Requirement: Reproduce, please, only the lines from the first line below to the line containing "overflow or NaN.", inclusive.

(Saved entries)
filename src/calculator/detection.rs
//! Decides when a partially typed expression is worth previewing.
//!
//! A preview is only attempted when the buffer ends on something that
//! completes a value. Right after an operator or an opening parenthesis
//! the expression cannot be valid yet, and evaluating it would only flash
//! an error.

use lazy_static::lazy_static;
use regex::Regex;

lazy_static! {
    /// Matches a buffer whose last character completes a value:
    /// an ASCII digit, `)`, `.`, `!`, `%`, `e` or `π`.
    static ref VALUE_COMPLETING: Regex = Regex::new(r"[0-9).!%eπ]$").unwrap();
}

/// Check if the buffer ends where a value was just completed.
pub fn completes_value(buffer: &str) -> bool {
    VALUE_COMPLETING.is_match(buffer)
}
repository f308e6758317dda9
//! Failure kinds raised while parsing or evaluating an expression.
//!
//! Callers outside the calculator see a single `Error` outcome; the
//! variants exist for logging and tests.

use thiserror::Error;

#[derive(Debug, Clone, PartialEq, Error)]
pub enum CalcError {
    /// Malformed expression: unbalanced parentheses, dangling operator, etc.
    #[error("syntax error at {position}: {message}")]
    Syntax { position: usize, message: String },

    /// Text the lexer could not turn into a token.
    #[error("unknown symbol `{symbol}` at {position}")]
    UnknownSymbol { symbol: String, position: usize },

    #[error("{function} takes {expected} argument(s), got {found}")]
    Arity {
        function: &'static str,
        expected: usize,
        found: usize,
    },

    /// Argument outside the function's domain, e.g. `asin(2)`.
    #[error("{function} is undefined for {value}")]
    Domain { function: &'static str, value: f64 },

    /// Division by zero, overflow or NaN.
    #[error("result is not a finite number")]
    NonFinite,
}

impl CalcError {
    pub(crate) fn syntax(position: usize, message: impl Into<String>) -> Self {
        Self::Syntax {
            position,
            message: message.into(),
        }
    }

    /// Short name of the error class, used in log fields.
    pub fn kind(&self) -> &'static str {
        match self {
            Self::Syntax { .. } | Self::UnknownSymbol { .. } | Self::Arity { .. } => "syntax",
            Self::Domain { .. } => "domain",
            Self::NonFinite => "non-finite",
        }
    }
}
pub mod calculator;
pub mod config;
pub mod repl;
pub mod session;
pub mod terminal;
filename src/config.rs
//! User configuration, read from `config.toml` in the platform config dir.

use crate::calculator::AngleMode;
use anyhow::{Context, Result};
use serde::Deserialize;
use std::path::{Path, PathBuf};
use tracing::{debug, warn};

#[derive(Clone, Debug, PartialEq, Eq, Deserialize)]
#[serde(default)]
pub struct Config {
    /// Angle unit a new session starts in.
    pub angle_mode: AngleMode,
    /// Show the live preview line while typing.
    pub show_preview: bool,
}

impl Default for Config {
    fn default() -> Self {
        Self {
            angle_mode: AngleMode::Radians,
            show_preview: true,
        }
    }
}

impl Config {
    /// Default location: `$XDG_CONFIG_HOME/smartcalc/config.toml`.
    pub fn default_path() -> Option<PathBuf> {
        dirs::config_dir().map(|dir| dir.join("smartcalc").join("config.toml"))
    }

    pub fn from_toml(text: &str) -> Result<Self> {
        toml::from_str(text).context("Invalid calculator config")
    }

    /// Load the config from `path`, or from the default location.
    ///
    /// A missing file yields the defaults. An explicitly given path must
    /// exist and parse; a broken file at the default location is logged
    /// and ignored.
    pub fn load(path: Option<&Path>) -> Result<Self> {
        if let Some(path) = path {
            let text = std::fs::read_to_string(path)
                .with_context(|| format!("Failed to read config {}", path.display()))?;
            return Self::from_toml(&text);
        }

        let Some(path) = Self::default_path() else {
            return Ok(Self::default());
        };
        if !path.exists() {
            debug!(path = %path.display(), "no config file, using defaults");
            return Ok(Self::default());
        }

        match std::fs::read_to_string(&path)
            .map_err(anyhow::Error::from)
            .and_then(|text| Self::from_toml(&text))
        {
            Ok(config) => Ok(config),
            Err(error) => {
                warn!(path = %path.display(), "ignoring config: {error:#}");
                Ok(Self::default())
            }
        }
    }
}

#[cfg(test)]
mod tests {
    use super::*;

    #[test]
    fn test_defaults() {
        let config = Config::from_toml("").unwrap();
        assert_eq!(config, Config::default());
        assert_eq!(config.angle_mode, AngleMode::Radians);
        assert!(config.show_preview);
    }

    #[test]
    fn test_parse() {
        let config = Config::from_toml("angle_mode = \"degrees\"\nshow_preview = false\n").unwrap();
        assert_eq!(config.angle_mode, AngleMode::Degrees);
        assert!(!config.show_preview);
    }

    #[test]
    fn test_invalid() {
        assert!(Config::from_toml("angle_mode = \"gradians\"").is_err());
    }

    #[test]
    fn test_load_explicit_path() {
        let path = std::env::temp_dir().join(format!("smartcalc-config-{}.toml", std::process::id()));
        std::fs::write(&path, "angle_mode = \"degrees\"").unwrap();
        let config = Config::load(Some(&path)).unwrap();
        std::fs::remove_file(&path).unwrap();
        assert_eq!(config.angle_mode, AngleMode::Degrees);

        assert!(Config::load(Some(Path::new("/nonexistent/smartcalc.toml"))).is_err());
    }
}
//! Calculator session: expression buffer, modes, history and live preview.
//!
//! The session consumes [`Input`] events, whether they come from the
//! on-screen keypad ([`Key`]) or the keyboard adapter ([`map_key`]), and
//! exposes a snapshot of what should be displayed after each one.

mod history;
mod input;
mod keyboard;

pub use history::{HISTORY_CAPACITY, History, HistoryEntry};
pub use input::{Input, KEYPAD, Key, SYMBOLS, Shift};
pub use keyboard::{map_key, parse_keys};

use crate::calculator::{AngleMode, Outcome, completes_value, evaluate, format_result, normalize};
use tracing::{debug, info};

/// Text shown when the buffer is empty.
pub const PLACEHOLDER: &str = "0";
/// Text shown after a failed commit.
pub const ERROR_TEXT: &str = "Error";

/// Where the session is with respect to the current buffer.
#[derive(Clone, Copy, Debug, Default, PartialEq, Eq)]
pub enum Phase {
    /// Nothing typed.
    #[default]
    Empty,
    /// Typing; live preview may be shown.
    Building,
    /// The last `=` failed. The next editing input starts afresh.
    Errored,
    /// The buffer holds the result of the last `=`.
    Committed,
}

/// State owned by one calculator.
#[derive(Clone, Debug, Default)]
pub struct Session {
    buffer: String,
    phase: Phase,
    angle_mode: AngleMode,
    shift: Shift,
    history: History,
}

impl Session {
    pub fn new(angle_mode: AngleMode) -> Self {
        Self {
            angle_mode,
            ..Self::default()
        }
    }

    /// Press an on-screen key, resolving it through the current 2nd state.
    pub fn press(&mut self, key: Key) {
        self.handle(key.input(self.shift));
    }

    /// Feed a physical key name. Returns false if the key is not handled.
    pub fn keyboard(&mut self, key: &str) -> bool {
        match map_key(key) {
            Some(input) => {
                self.handle(input);
                true
            }
            None => false,
        }
    }

    /// Apply one input event.
    pub fn handle(&mut self, input: Input) {
        match input {
            Input::ToggleShift => {
                self.shift = self.shift.toggled();
                debug!(shift = ?self.shift, "toggled 2nd");
                return;
            }
            Input::ToggleAngleMode => {
                self.angle_mode = self.angle_mode.toggled();
                info!(angle_mode = %self.angle_mode, "angle mode changed");
                return;
            }
            Input::ClearHistory => {
                self.history.clear();
                return;
            }
            Input::Recall(index) => {
                self.recall(index);
                return;
            }
            _ => {}
        }

        // Editing input after a failed commit starts from an empty buffer.
        if self.phase == Phase::Errored {
            self.buffer.clear();
            self.phase = Phase::Empty;
        }

        match input {
            Input::Clear => {
                self.buffer.clear();
                self.phase = Phase::Empty;
            }
            Input::Delete => {
                self.buffer.pop();
                self.phase = if self.buffer.is_empty() {
                    Phase::Empty
                } else {
                    Phase::Building
                };
            }
            Input::Equals => self.commit(),
            Input::Symbol(c) => {
                if self.buffer == PLACEHOLDER && c != '.' {
                    self.buffer.clear();
                }
                self.buffer.push(c);
                self.phase = Phase::Building;
            }
            Input::Function(function) => {
                if self.buffer == PLACEHOLDER {
                    self.buffer.clear();
                }
                self.buffer.push_str(&function.key_text());
                self.phase = Phase::Building;
            }
            Input::ToggleShift
            | Input::ToggleAngleMode
            | Input::ClearHistory
            | Input::Recall(_) => {}
        }
    }

    fn commit(&mut self) {
        if self.buffer.is_empty() {
            return;
        }

        match evaluate(&normalize(&self.buffer), self.angle_mode) {
            Outcome::Number(value) => {
                let result = format_result(value);
                info!(expression = %self.buffer, %result, "committed");
                let expression = std::mem::replace(&mut self.buffer, result.clone());
                self.history.push(HistoryEntry { expression, result });
                self.phase = Phase::Committed;
            }
            Outcome::Error => {
                info!(expression = %self.buffer, "commit failed");
                self.buffer.clear();
                self.phase = Phase::Errored;
            }
        }
    }

    /// Seed the buffer with the result of history entry `index`.
    ///
    /// Returns false if there is no such entry.
    pub fn recall(&mut self, index: usize) -> bool {
        let Some(entry) = self.history.get(index) else {
            return false;
        };
        self.buffer = entry.result.clone();
        self.phase = Phase::Building;
        true
    }

    /// The main display line.
    pub fn display(&self) -> &str {
        match self.phase {
            Phase::Errored => ERROR_TEXT,
            _ if self.buffer.is_empty() => PLACEHOLDER,
            _ => &self.buffer,
        }
    }

    /// Best-effort result of the buffer while typing.
    ///
    /// Only offered when the buffer ends on a completed value and
    /// evaluates cleanly; failures are silent.
    pub fn preview(&self) -> Option<String> {
        if self.phase != Phase::Building || !completes_value(&self.buffer) {
            return None;
        }
        evaluate(&normalize(&self.buffer), self.angle_mode)
            .value()
            .map(format_result)
    }

    pub fn buffer(&self) -> &str {
        &self.buffer
    }

    pub fn phase(&self) -> Phase {
        self.phase
    }

    pub fn is_error(&self) -> bool {
        self.phase == Phase::Errored
    }

    pub fn angle_mode(&self) -> AngleMode {
        self.angle_mode
    }

    pub fn shift(&self) -> Shift {
        self.shift
    }

    pub fn history(&self) -> &History {
        &self.history
    }
}
//! Input vocabulary of the calculator and the keypad that produces it.

use crate::calculator::Function;

/// Characters that may be appended to the expression buffer verbatim.
pub const SYMBOLS: &str = "0123456789.+-×÷^!%()πe";

/// A discrete input event, whichever device it came from.
#[derive(Clone, Copy, Debug, PartialEq, Eq)]
pub enum Input {
    /// Append a digit, operator, parenthesis or constant.
    Symbol(char),
    /// Append a function call opener, e.g. `sin(`.
    Function(Function),
    /// AC: reset the buffer.
    Clear,
    /// DEL: remove the last character.
    Delete,
    /// `=`: evaluate and commit.
    Equals,
    /// 2nd: switch function keys between primary and alternate meaning.
    ToggleShift,
    ToggleAngleMode,
    ClearHistory,
    /// Seed the buffer with the result of a history entry (0 = most recent).
    Recall(usize),
}

impl Input {
    /// Symbol input for `c`, if `c` belongs to the keypad vocabulary.
    pub fn symbol(c: char) -> Option<Self> {
        SYMBOLS.contains(c).then_some(Self::Symbol(c))
    }
}

/// Which meaning function keys currently have.
#[derive(Clone, Copy, Debug, Default, PartialEq, Eq)]
pub enum Shift {
    #[default]
    Primary,
    Alternate,
}

impl Shift {
    pub fn toggled(self) -> Self {
        match self {
            Self::Primary => Self::Alternate,
            Self::Alternate => Self::Primary,
        }
    }
}

/// A button on the on-screen keypad.
#[derive(Clone, Copy, Debug, PartialEq, Eq)]
pub enum Key {
    Second,
    Rand,
    Euler,
    Clear,
    Delete,
    Sin,
    Cos,
    Tan,
    Power,
    Divide,
    Ln,
    Log,
    Root,
    Factorial,
    Multiply,
    Pi,
    Digit(u8),
    Subtract,
    Add,
    OpenParen,
    CloseParen,
    Equals,
    Percent,
    Point,
}

const DIGIT_LABELS: [&str; 10] = ["0", "1", "2", "3", "4", "5", "6", "7", "8", "9"];

impl Key {
    /// The input this key produces in the given 2nd state.
    pub fn input(self, shift: Shift) -> Input {
        let alternate = shift == Shift::Alternate;
        let pick = |primary, other| Input::Function(if alternate { other } else { primary });
        match self {
            Self::Second => Input::ToggleShift,
            Self::Clear => Input::Clear,
            Self::Delete => Input::Delete,
            Self::Equals => Input::Equals,
            Self::Rand => Input::Function(Function::Rand),
            Self::Sin => pick(Function::Sin, Function::Asin),
            Self::Cos => pick(Function::Cos, Function::Acos),
            Self::Tan => pick(Function::Tan, Function::Atan),
            Self::Ln => pick(Function::Ln, Function::Sinh),
            Self::Log => pick(Function::Log, Function::Cosh),
            Self::Root => pick(Function::Sqrt, Function::Tanh),
            Self::Euler => Input::Symbol('e'),
            Self::Pi => Input::Symbol('π'),
            Self::Power => Input::Symbol('^'),
            Self::Divide => Input::Symbol('÷'),
            Self::Multiply => Input::Symbol('×'),
            Self::Subtract => Input::Symbol('-'),
            Self::Add => Input::Symbol('+'),
            Self::Factorial => Input::Symbol('!'),
            Self::OpenParen => Input::Symbol('('),
            Self::CloseParen => Input::Symbol(')'),
            Self::Percent => Input::Symbol('%'),
            Self::Point => Input::Symbol('.'),
            Self::Digit(d) => Input::Symbol(char::from(b'0' + d.min(9))),
        }
    }

    /// Caption shown on the key.
    pub fn label(self, shift: Shift) -> &'static str {
        let alternate = shift == Shift::Alternate;
        match self {
            Self::Second => "2nd",
            Self::Rand => "RND",
            Self::Euler => "e",
            Self::Clear => "AC",
            Self::Delete => "DEL",
            Self::Sin if alternate => "sin⁻¹",
            Self::Sin => "sin",
            Self::Cos if alternate => "cos⁻¹",
            Self::Cos => "cos",
            Self::Tan if alternate => "tan⁻¹",
            Self::Tan => "tan",
            Self::Power => "xʸ",
            Self::Divide => "÷",
            Self::Ln if alternate => "sinh",
            Self::Ln => "ln",
            Self::Log if alternate => "cosh",
            Self::Log => "log",
            Self::Root if alternate => "tanh",
            Self::Root => "√",
            Self::Factorial => "x!",
            Self::Multiply => "×",
            Self::Pi => "π",
            Self::Digit(d) => DIGIT_LABELS[usize::from(d.min(9))],
            Self::Subtract => "-",
            Self::Add => "+",
            Self::OpenParen => "(",
            Self::CloseParen => ")",
            Self::Equals => "=",
            Self::Percent => "%",
            Self::Point => ".",
        }
    }
}

/// Keypad rows, top to bottom. `=` spans the last two rows and `0` two
/// columns, so those rows are shorter.
pub const KEYPAD: &[&[Key]] = &[
    &[Key::Second, Key::Rand, Key::Euler, Key::Clear, Key::Delete],
    &[Key::Sin, Key::Cos, Key::Tan, Key::Power, Key::Divide],
    &[Key::Ln, Key::Log, Key::Root, Key::Factorial, Key::Multiply],
    &[Key::Pi, Key::Digit(7), Key::Digit(8), Key::Digit(9), Key::Subtract],
    &[Key::OpenParen, Key::Digit(4), Key::Digit(5), Key::Digit(6), Key::Add],
    &[Key::CloseParen, Key::Digit(1), Key::Digit(2), Key::Digit(3), Key::Equals],
    &[Key::Percent, Key::Digit(0), Key::Point],
];
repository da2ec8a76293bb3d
pub mod extractor;
pub mod handler;
pub mod model;
pub mod route;
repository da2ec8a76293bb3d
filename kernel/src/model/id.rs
use serde::{Deserialize, Serialize};

// UUID をそのまま引き回さないための ID 型を定義するマクロ
macro_rules! define_id {
    ($id_type:ident) => {
        #[derive(
            Debug, Clone, Copy, PartialEq, Eq, Hash, Serialize, Deserialize, sqlx::Type,
        )]
        #[serde(into = "String", try_from = "String")]
        #[sqlx(transparent)]
        pub struct $id_type(uuid::Uuid);

        impl $id_type {
            pub fn new() -> Self {
                Self(uuid::Uuid::new_v4())
            }

            pub fn raw(self) -> uuid::Uuid {
                self.0
            }
        }

        impl Default for $id_type {
            fn default() -> Self {
                Self::new()
            }
        }

        impl From<uuid::Uuid> for $id_type {
            fn from(value: uuid::Uuid) -> Self {
                Self(value)
            }
        }

        impl From<$id_type> for String {
            fn from(value: $id_type) -> Self {
                value.0.to_string()
            }
        }

        impl TryFrom<String> for $id_type {
            type Error = shared::error::AppError;

            fn try_from(value: String) -> Result<Self, Self::Error> {
                value.parse().map(Self).map_err(Self::Error::from)
            }
        }

        impl std::str::FromStr for $id_type {
            type Err = shared::error::AppError;

            fn from_str(s: &str) -> Result<Self, Self::Err> {
                s.parse().map(Self).map_err(Self::Err::from)
            }
        }

        impl std::fmt::Display for $id_type {
            fn fmt(&self, f: &mut std::fmt::Formatter<'_>) -> std::fmt::Result {
                self.0.fmt(f)
            }
        }
    };
}

define_id!(UserId);
define_id!(ResourceTypeId);
define_id!(ResourceId);
define_id!(SlotId);
define_id!(BookingId);
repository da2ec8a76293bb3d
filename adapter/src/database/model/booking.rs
use chrono::{DateTime, Utc};
use kernel::model::{
    booking::{Booking, BookingNumber, BookingSlot, BookingStatus},
    id::{BookingId, ResourceId, SlotId, UserId},
};
use rust_decimal::Decimal;

// 予約一覧・詳細の取得に使う型。枠と資源を JOIN した形で受ける
#[derive(sqlx::FromRow)]
pub struct BookingRow {
    pub booking_id: BookingId,
    pub booking_number: BookingNumber,
    pub user_id: UserId,
    pub party_size: i32,
    pub total_price: Decimal,
    pub status: BookingStatus,
    pub notes: Option<String>,
    pub created_at: DateTime<Utc>,
    pub confirmed_at: Option<DateTime<Utc>>,
    pub cancelled_at: Option<DateTime<Utc>>,
    pub cancellation_reason: Option<String>,
    pub slot_id: SlotId,
    pub resource_id: ResourceId,
    pub resource_name: String,
    pub type_name: String,
    pub location: String,
    pub start_at: DateTime<Utc>,
    pub end_at: DateTime<Utc>,
}

impl From<BookingRow> for Booking {
    fn from(value: BookingRow) -> Self {
        let BookingRow {
            booking_id,
            booking_number,
            user_id,
            party_size,
            total_price,
            status,
            notes,
            created_at,
            confirmed_at,
            cancelled_at,
            cancellation_reason,
            slot_id,
            resource_id,
            resource_name,
            type_name,
            location,
            start_at,
            end_at,
        } = value;
        Booking {
            booking_id,
            booking_number,
            user_id,
            party_size,
            total_price,
            status,
            notes,
            created_at,
            confirmed_at,
            cancelled_at,
            cancellation_reason,
            slot: BookingSlot {
                slot_id,
                resource_id,
                resource_name,
                type_name,
                location,
                start_at,
                end_at,
            },
        }
    }
}

// キャンセル可否の判定に使う最小限の行
#[derive(sqlx::FromRow)]
pub struct BookingStateRow {
    pub booking_id: BookingId,
    pub user_id: UserId,
    pub slot_id: SlotId,
    pub party_size: i32,
    pub status: BookingStatus,
}

// 予約作成時の事前チェックに使う行。
// unit_price は COALESCE(special_price, base_price) を解決済み
#[derive(sqlx::FromRow)]
pub struct SlotPricingRow {
    pub slot_is_active: bool,
    pub resource_is_active: bool,
    pub unit_price: Decimal,
}
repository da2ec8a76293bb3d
use chrono::{DateTime, Utc};
use garde::Validate;
use kernel::model::{
    booking::{Booking, BookingNumber, BookingSlot, BookingStatus},
    id::{BookingId, ResourceId, SlotId},
};
use rust_decimal::Decimal;
use serde::{Deserialize, Serialize};

#[derive(Debug, Deserialize, Validate)]
#[serde(rename_all = "camelCase")]
pub struct CreateBookingRequest {
    #[garde(skip)]
    pub slot_id: SlotId,
    // 0 名以下の予約は受け付けない
    #[garde(range(min = 1))]
    pub party_size: i32,
    #[garde(skip)]
    pub notes: Option<String>,
}

#[derive(Debug, Default, Deserialize, Validate)]
#[serde(rename_all = "camelCase")]
pub struct CancelBookingRequest {
    #[garde(skip)]
    pub reason: Option<String>,
}

#[derive(Serialize)]
#[serde(rename_all = "camelCase")]
pub struct BookingsResponse {
    pub items: Vec<BookingResponse>,
}

impl From<Vec<Booking>> for BookingsResponse {
    fn from(value: Vec<Booking>) -> Self {
        Self {
            items: value.into_iter().map(BookingResponse::from).collect(),
        }
    }
}

#[derive(Serialize)]
#[serde(rename_all = "camelCase")]
pub struct BookingResponse {
    pub booking_id: BookingId,
    pub booking_number: BookingNumber,
    pub party_size: i32,
    pub total_price: Decimal,
    pub status: BookingStatus,
    pub notes: Option<String>,
    pub created_at: DateTime<Utc>,
    pub confirmed_at: Option<DateTime<Utc>>,
    pub cancelled_at: Option<DateTime<Utc>>,
    pub cancellation_reason: Option<String>,
    pub slot: BookingSlotResponse,
}

impl From<Booking> for BookingResponse {
    fn from(value: Booking) -> Self {
        let Booking {
            booking_id,
            booking_number,
            user_id: _,
            party_size,
            total_price,
            status,
            notes,
            created_at,
            confirmed_at,
            cancelled_at,
            cancellation_reason,
            slot,
        } = value;
        Self {
            booking_id,
            booking_number,
            party_size,
            total_price,
            status,
            notes,
            created_at,
            confirmed_at,
            cancelled_at,
            cancellation_reason,
            slot: slot.into(),
        }
    }
}

#[derive(Serialize)]
#[serde(rename_all = "camelCase")]
pub struct BookingSlotResponse {
    pub slot_id: SlotId,
    pub resource_id: ResourceId,
    pub resource_name: String,
    pub type_name: String,
    pub location: String,
    pub start_at: DateTime<Utc>,
    pub end_at: DateTime<Utc>,
}

impl From<BookingSlot> for BookingSlotResponse {
    fn from(value: BookingSlot) -> Self {
        let BookingSlot {
            slot_id,
            resource_id,
            resource_name,
            type_name,
            location,
            start_at,
            end_at,
        } = value;
        Self {
            slot_id,
            resource_id,
            resource_name,
            type_name,
            location,
            start_at,
            end_at,
        }
    }
}
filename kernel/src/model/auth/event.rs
use crate::model::id::UserId;

pub struct CreateToken {
    pub user_id: UserId,
}

impl CreateToken {
    pub fn new(user_id: UserId) -> Self {
        Self { user_id }
    }
}
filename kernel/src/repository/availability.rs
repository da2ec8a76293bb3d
use crate::model::{
    availability::{event::CreateSlot, AvailabilitySlot, SlotListing},
    id::SlotId,
};
use async_trait::async_trait;
use shared::error::AppResult;

#[async_trait]
pub trait AvailabilityRepository: Send + Sync {
    // 全資源横断で、今後の予約可能枠（有効・残席あり）を取得する
    async fn find_future_all(&self) -> AppResult<Vec<SlotListing>>;
    async fn find_by_id(&self, slot_id: SlotId) -> AppResult<Option<AvailabilitySlot>>;
    // 枠を新規登録する。座席数は資源の最大収容人数を超えられない
    async fn create(&self, event: CreateSlot) -> AppResult<SlotId>;
}
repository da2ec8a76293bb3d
use axum::{http::StatusCode, response::IntoResponse};
use thiserror::Error;

#[derive(Error, Debug)]
pub enum AppError {
    #[error("{0}")]
    UnprocessableEntity(String),
    #[error("{0}")]
    CapacityExceeded(String),
    #[error("{0}")]
    EntityNotFound(String),
    #[error("{0}")]
    ValidationError(#[from] garde::Report),
    #[error("transaction error")]
    TransactionError(#[source] sqlx::Error),
    #[error("database operation error")]
    SpecificOperationError(#[source] sqlx::Error),
    #[error("no rows affected: {0}")]
    NoRowsAffectedError(String),
    #[error("{0}")]
    KeyValueStoreError(#[from] redis::RedisError),
    #[error("password hash error")]
    PasswordHashError(#[source] argon2::password_hash::Error),
    #[error("{0}")]
    ConvertToUuidError(#[from] uuid::Error),
    #[error("login failed")]
    UnauthenticatedError,
    #[error("authorization failed")]
    UnauthorizedError,
    #[error("forbidden operation")]
    ForbiddenOperation,
    #[error("{0}")]
    ConversionEntityError(String),
}

impl IntoResponse for AppError {
    fn into_response(self) -> axum::response::Response {
        let status_code = match self {
            AppError::UnprocessableEntity(_) => StatusCode::UNPROCESSABLE_ENTITY,
            AppError::CapacityExceeded(_) => StatusCode::CONFLICT,
            AppError::EntityNotFound(_) => StatusCode::NOT_FOUND,
            AppError::ValidationError(_) | AppError::ConvertToUuidError(_) => {
                StatusCode::BAD_REQUEST
            }
            AppError::UnauthorizedError => StatusCode::UNAUTHORIZED,
            AppError::UnauthenticatedError | AppError::ForbiddenOperation => StatusCode::FORBIDDEN,
            e @ (AppError::TransactionError(_)
            | AppError::SpecificOperationError(_)
            | AppError::NoRowsAffectedError(_)
            | AppError::KeyValueStoreError(_)
            | AppError::PasswordHashError(_)
            | AppError::ConversionEntityError(_)) => {
                // ストレージ由来のエラーはクライアントへ詳細を返さず、ログにのみ残す
                tracing::error!(
                    error.cause_chain = ?e,
                    error.message = %e,
                    "Unexpected error happened"
                );
                StatusCode::INTERNAL_SERVER_ERROR
            }
        };
        status_code.into_response()
    }
}

pub type AppResult<T> = Result<T, AppError>;
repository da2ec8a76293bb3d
pub mod model;
pub mod repository;
use crate::model::availability::AvailabilitySlot;
use crate::model::id::{ResourceId, ResourceTypeId};
use chrono::NaiveDate;
use rust_decimal::Decimal;

pub mod event;

// 観光資源の分類（博物館、ガイド付きルートなど）。マイグレーションで投入される
#[derive(Debug)]
pub struct ResourceType {
    pub type_id: ResourceTypeId,
    pub type_name: String,
    pub description: String,
    pub icon: String,
}

#[derive(Debug)]
pub struct Resource {
    pub resource_id: ResourceId,
    pub type_id: ResourceTypeId,
    pub type_name: String,
    pub resource_name: String,
    pub description: String,
    pub location: String,
    pub max_capacity: i32,
    pub base_price: Decimal,
    pub duration_minutes: i32,
    pub contact_phone: Option<String>,
    pub contact_email: Option<String>,
    pub is_active: bool,
}

// 一覧表示用。今後の予約可能枠数を併せて返す
#[derive(Debug)]
pub struct ResourceSummary {
    pub resource_id: ResourceId,
    pub type_id: ResourceTypeId,
    pub type_name: String,
    pub resource_name: String,
    pub description: String,
    pub location: String,
    pub max_capacity: i32,
    pub base_price: Decimal,
    pub duration_minutes: i32,
    pub future_slots: i64,
}

#[derive(Debug)]
pub struct ResourceWithSlots {
    pub resource: Resource,
    pub slots: Vec<AvailabilitySlot>,
}

// 一覧取得時の絞り込み条件
#[derive(Debug, Default)]
pub struct ResourceListOptions {
    pub search: Option<String>,
    pub type_id: Option<ResourceTypeId>,
    pub date: Option<NaiveDate>,
    pub price_min: Option<Decimal>,
    pub price_max: Option<Decimal>,
}
use axum::{
    extract::{Path, State},
    http::StatusCode,
    Json,
};
use garde::Validate;
use kernel::model::id::ResourceId;
use registry::AppRegistry;
use shared::error::{AppError, AppResult};

use crate::{
    extractor::AuthorizedUser,
    model::availability::{
        CreateSlotRequest, CreateSlotRequestWithResourceId, SlotListingsResponse,
    },
};

// 全資源横断の「今後の予約可能枠」一覧
pub async fn show_availability_list(
    State(registry): State<AppRegistry>,
) -> AppResult<Json<SlotListingsResponse>> {
    registry
        .availability_repository()
        .find_future_all()
        .await
        .map(SlotListingsResponse::from)
        .map(Json)
}

// 枠の登録は管理者のみ
pub async fn register_slot(
    user: AuthorizedUser,
    Path(resource_id): Path<ResourceId>,
    State(registry): State<AppRegistry>,
    Json(req): Json<CreateSlotRequest>,
) -> AppResult<StatusCode> {
    if !user.is_admin() {
        return Err(AppError::ForbiddenOperation);
    }
    req.validate(&())?;

    let create_slot = CreateSlotRequestWithResourceId::new(resource_id, req);
    registry
        .availability_repository()
        .create(create_slot.into())
        .await
        .map(|_| StatusCode::CREATED)
}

Task solution:
filename src/calculator/detection.rs
//! Decides when a partially typed expression is worth previewing.
//!
//! A preview is only attempted when the buffer ends on something that
//! completes a value. Right after an operator or an opening parenthesis
//! the expression cannot be valid yet, and evaluating it would only flash
//! an error.

use lazy_static::lazy_static;
use regex::Regex;

lazy_static! {
    /// Matches a buffer whose last character completes a value:
    /// an ASCII digit, `)`, `.`, `!`, `%`, `e` or `π`.
    static ref VALUE_COMPLETING: Regex = Regex::new(r"[0-9).!%eπ]$").unwrap();
}

/// Check if the buffer ends where a value was just completed.
pub fn completes_value(buffer: &str) -> bool {
    VALUE_COMPLETING.is_match(buffer)
}
repository f308e6758317dda9
//! Failure kinds raised while parsing or evaluating an expression.
//!
//! Callers outside the calculator see a single `Error` outcome; the
//! variants exist for logging and tests.

use thiserror::Error;

#[derive(Debug, Clone, PartialEq, Error)]
pub enum CalcError {
    /// Malformed expression: unbalanced parentheses, dangling operator, etc.
    #[error("syntax error at {position}: {message}")]
    Syntax { position: usize, message: String },

    /// Text the lexer could not turn into a token.
    #[error("unknown symbol `{symbol}` at {position}")]
    UnknownSymbol { symbol: String, position: usize },

    #[error("{function} takes {expected} argument(s), got {found}")]
    Arity {
        function: &'static str,
        expected: usize,
        found: usize,
    },

    /// Argument outside the function's domain, e.g. `asin(2)`.
    #[error("{function} is undefined for {value}")]
    Domain { function: &'static str, value: f64 },

    /// Division by zero, overflow or NaN.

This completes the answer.